The meetings stopped once Sikorsky S92s came into wider use, but the recall has persuaded industry chiefs that managers need to get together more often.
“The problem is that it appears as if nothing is happening,” Mr Borwell said. “It is a classic swan situation. It looks like you are going along serenely, but there’s a lot going on under the surface.”
Mr Borwell said the purpose of the HRTG, which met for the first time on Friday, was to provide a “sharing space” for discussing resilience planning and collaboration on transport.
He said the meetings, which could also involve helicopter operators and regulators, may produce a number of outcomes, but that an “overall contingency plan” was unlikely to be one of them.

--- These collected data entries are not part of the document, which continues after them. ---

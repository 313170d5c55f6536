//! Pi field: the ball-perimeter ratio `perimeter / (2 r)` sampled over Ω.
//!
//! Each grid point strictly inside Ω gets the Hilbert ball of a fixed radius;
//! the ratio and the Hilbert length of the ball's first side are recorded.
//! Cells where the ball fails, or the ratio drops below 3, are filled from the
//! nearest valid 8-neighbour.

use nalgebra::Vector2;
use tracing::debug;

use crate::ball::HilbertBall;
use crate::distance::hilbert_distance;
use crate::error::HilbertResult;
use crate::geom2::{ConvexRegion, GeomCfg, Point};

#[derive(Clone, Copy, Debug)]
pub struct PiFieldCfg {
    /// Grid spacing.
    pub resolution: f64,
    /// Hilbert radius of the probe balls.
    pub radius: f64,
}

impl Default for PiFieldCfg {
    fn default() -> Self {
        Self {
            resolution: 0.05,
            radius: 1.0,
        }
    }
}

/// Row-major grid; cell `(x, y)` sits at `origin + resolution·(x, y)`.
#[derive(Clone, Debug, PartialEq)]
pub struct PiField {
    pub origin: Point,
    pub resolution: f64,
    pub width: usize,
    pub height: usize,
    pub pi: Vec<Option<f64>>,
    pub side: Vec<Option<f64>>,
}

enum Cell {
    Outside,
    Failed,
    Value { pi: f64, side: f64 },
}

/// Evaluate the pi field over the bounding box of Ω grown by one cell.
/// Empty field when Ω is not a polygon or the resolution is not positive.
pub fn pi_field(omega: &ConvexRegion, cfg: &GeomCfg, pcfg: &PiFieldCfg) -> PiField {
    let res = pcfg.resolution;
    let Some((lo, hi)) = omega.bounding_box().filter(|_| omega.is_polygon() && res > 0.0) else {
        return PiField {
            origin: Point::zeros(),
            resolution: res,
            width: 0,
            height: 0,
            pi: Vec::new(),
            side: Vec::new(),
        };
    };
    let origin = lo - Vector2::new(res, res);
    let span = hi - lo + Vector2::new(2.0 * res, 2.0 * res);
    let width = (span.x / res).ceil() as usize;
    let height = (span.y / res).ceil() as usize;

    let cells: Vec<Cell> = (0..height)
        .flat_map(|y| (0..width).map(move |x| (x, y)))
        .map(|(x, y)| {
            let p = origin + Vector2::new(x as f64 * res, y as f64 * res);
            if !omega.contains(p) || omega.on_boundary(p, cfg) {
                return Cell::Outside;
            }
            match probe(p, omega, cfg, pcfg.radius) {
                Ok((pi, side)) if pi >= 3.0 => Cell::Value { pi, side },
                Ok((pi, _)) => {
                    debug!(x = p.x, y = p.y, pi, "pi below 3; filling");
                    Cell::Failed
                }
                Err(err) => {
                    debug!(x = p.x, y = p.y, %err, "probe ball failed; filling");
                    Cell::Failed
                }
            }
        })
        .collect();

    let mut pi = vec![None; cells.len()];
    let mut side = vec![None; cells.len()];
    for (i, c) in cells.iter().enumerate() {
        if let Cell::Value { pi: v, side: s } = c {
            pi[i] = Some(*v);
            side[i] = Some(*s);
        }
    }
    let valid = pi.clone();
    let valid_side = side.clone();
    for (i, c) in cells.iter().enumerate() {
        if matches!(c, Cell::Failed) {
            if let Some(j) = nearest_valid(&valid, width, height, i) {
                pi[i] = valid[j];
                side[i] = valid_side[j];
            }
        }
    }
    PiField {
        origin,
        resolution: res,
        width,
        height,
        pi,
        side,
    }
}

fn probe(p: Point, omega: &ConvexRegion, cfg: &GeomCfg, radius: f64) -> HilbertResult<(f64, f64)> {
    let ball = HilbertBall::around(p, radius, omega, cfg)?;
    let per = ball.perimeter(omega, cfg)?;
    let side = match ball.boundary().edges().first() {
        Some(e) => hilbert_distance(e.start, e.end, omega, cfg)?,
        None => 0.0,
    };
    Ok((per / (2.0 * radius), side))
}

/// Valid 8-neighbour of cell `i`, edge neighbours before diagonals.
fn nearest_valid(vals: &[Option<f64>], width: usize, height: usize, i: usize) -> Option<usize> {
    const DIRS: [(isize, isize); 8] = [(-1, 0), (1, 0), (0, -1), (0, 1), (-1, -1), (-1, 1), (1, -1), (1, 1)];
    let (x, y) = ((i % width) as isize, (i / width) as isize);
    DIRS.iter().find_map(|(dx, dy)| {
        let (nx, ny) = (x + dx, y + dy);
        if nx < 0 || ny < 0 || nx >= width as isize || ny >= height as isize {
            return None;
        }
        let j = ny as usize * width + nx as usize;
        vals[j].map(|_| j)
    })
}

impl PiField {
    #[inline]
    pub fn index(&self, x: usize, y: usize) -> Option<usize> {
        (x < self.width && y < self.height).then_some(y * self.width + x)
    }

    pub fn point(&self, x: usize, y: usize) -> Point {
        self.origin + Vector2::new(x as f64 * self.resolution, y as f64 * self.resolution)
    }

    pub fn pi_at(&self, x: usize, y: usize) -> Option<f64> {
        self.index(x, y).and_then(|i| self.pi[i])
    }

    pub fn side_at(&self, x: usize, y: usize) -> Option<f64> {
        self.index(x, y).and_then(|i| self.side[i])
    }

    /// `(min, max)` over defined cells.
    pub fn pi_range(&self) -> Option<(f64, f64)> {
        self.pi.iter().flatten().fold(None, |acc, v| match acc {
            None => Some((*v, *v)),
            Some((lo, hi)) => Some((lo.min(*v), hi.max(*v))),
        })
    }

    /// Central-difference gradient of pi, normalized to unit length (zero
    /// gradients stay zero). `None` on the grid rim and wherever a neighbour
    /// is undefined.
    pub fn gradient(&self) -> Vec<Option<Vector2<f64>>> {
        let mut out = vec![None; self.pi.len()];
        if self.width < 3 || self.height < 3 {
            return out;
        }
        let h2 = 2.0 * self.resolution;
        for y in 1..self.height - 1 {
            for x in 1..self.width - 1 {
                let (Some(l), Some(r), Some(d), Some(u)) = (
                    self.pi_at(x - 1, y),
                    self.pi_at(x + 1, y),
                    self.pi_at(x, y - 1),
                    self.pi_at(x, y + 1),
                ) else {
                    continue;
                };
                let g = Vector2::new((r - l) / h2, (u - d) / h2);
                let n = g.norm();
                out[y * self.width + x] = Some(if n > 0.0 { g / n } else { g });
            }
        }
        out
    }
}

#[cfg(test)]
mod tests {
    use super::*;
    use nalgebra::vector;

    fn centered_square() -> ConvexRegion {
        ConvexRegion::from_points(&[
            vector![-1.0, -1.0],
            vector![1.0, -1.0],
            vector![1.0, 1.0],
            vector![-1.0, 1.0],
        ])
    }

    #[test]
    fn square_center_has_pi_four() {
        // ball around the center is the square with corners (±tanh r, ±tanh r)
        let cfg = GeomCfg::default();
        let (pi, side) = probe(vector![0.0, 0.0], &centered_square(), &cfg, 0.5).unwrap();
        assert!((pi - 4.0).abs() < 1e-9, "{pi}");
        assert!((side - 1.0).abs() < 1e-9, "{side}");
    }

    #[test]
    fn field_covers_interior_only() {
        let cfg = GeomCfg::default();
        let omega = centered_square();
        let pcfg = PiFieldCfg {
            resolution: 0.25,
            radius: 0.3,
        };
        let field = pi_field(&omega, &cfg, &pcfg);
        assert_eq!(field.width, 10);
        assert_eq!(field.height, 10);
        assert_eq!(field.pi.len(), 100);
        let mut defined = 0;
        for y in 0..field.height {
            for x in 0..field.width {
                let p = field.point(x, y);
                let inside = omega.contains(p) && !omega.on_boundary(p, &cfg);
                match field.pi_at(x, y) {
                    Some(v) => {
                        assert!(inside);
                        assert!(v >= 3.0);
                        defined += 1;
                    }
                    None => assert!(!inside || field.side_at(x, y).is_none()),
                }
            }
        }
        assert!(defined > 0);
        let (lo, hi) = field.pi_range().unwrap();
        assert!(lo >= 3.0 && hi >= lo);
        // the center cell (x = y = 5 -> (0.0, 0.0)) is pi = 4
        assert!((field.pi_at(5, 5).unwrap() - 4.0).abs() < 1e-9);
    }

    #[test]
    fn gradient_is_unit_or_zero() {
        let cfg = GeomCfg::default();
        let omega = ConvexRegion::from_points(&[
            vector![0.0, 0.0],
            vector![2.0, 0.0],
            vector![1.5, 1.5],
            vector![0.0, 1.0],
        ]);
        let field = pi_field(
            &omega,
            &cfg,
            &PiFieldCfg {
                resolution: 0.2,
                radius: 0.4,
            },
        );
        let grad = field.gradient();
        assert_eq!(grad.len(), field.pi.len());
        for g in grad.into_iter().flatten() {
            let n = g.norm();
            assert!(n == 0.0 || (n - 1.0).abs() < 1e-12);
        }
    }

    #[test]
    fn degenerate_inputs_give_empty_fields() {
        let cfg = GeomCfg::default();
        let bad = pi_field(&centered_square(), &cfg, &PiFieldCfg { resolution: 0.0, radius: 1.0 });
        assert_eq!(bad.width * bad.height, 0);
        let seg = ConvexRegion::from_points(&[vector![0.0, 0.0], vector![1.0, 0.0]]);
        assert!(pi_field(&seg, &cfg, &PiFieldCfg::default()).pi.is_empty());
        assert!(bad.gradient().is_empty());
    }
}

“Each oil and gas operator has different needs in terms of business continuity and safety,” he said. “There may not be a one size fits all solution. There are different ways of reacting to the problem depending on how many people you’ve got and where the installations are.”
As such, helicopter sharing and offshore vessel utilisation are likely to remain the preferred responses in an emergency.
Mr Borwell said talks with the Maritime and Coastguard Agency had already begun to get to grips with the vessel certification, vessel types and availability, safety implications and collaboration.
He said: “The logistics managers already collaborate on flight sharing. If someone needs a helicopter you pick up the phone and ask if you can share.
“It may well be that marine (vessel use) is the solution. That’s what this group will talk about.”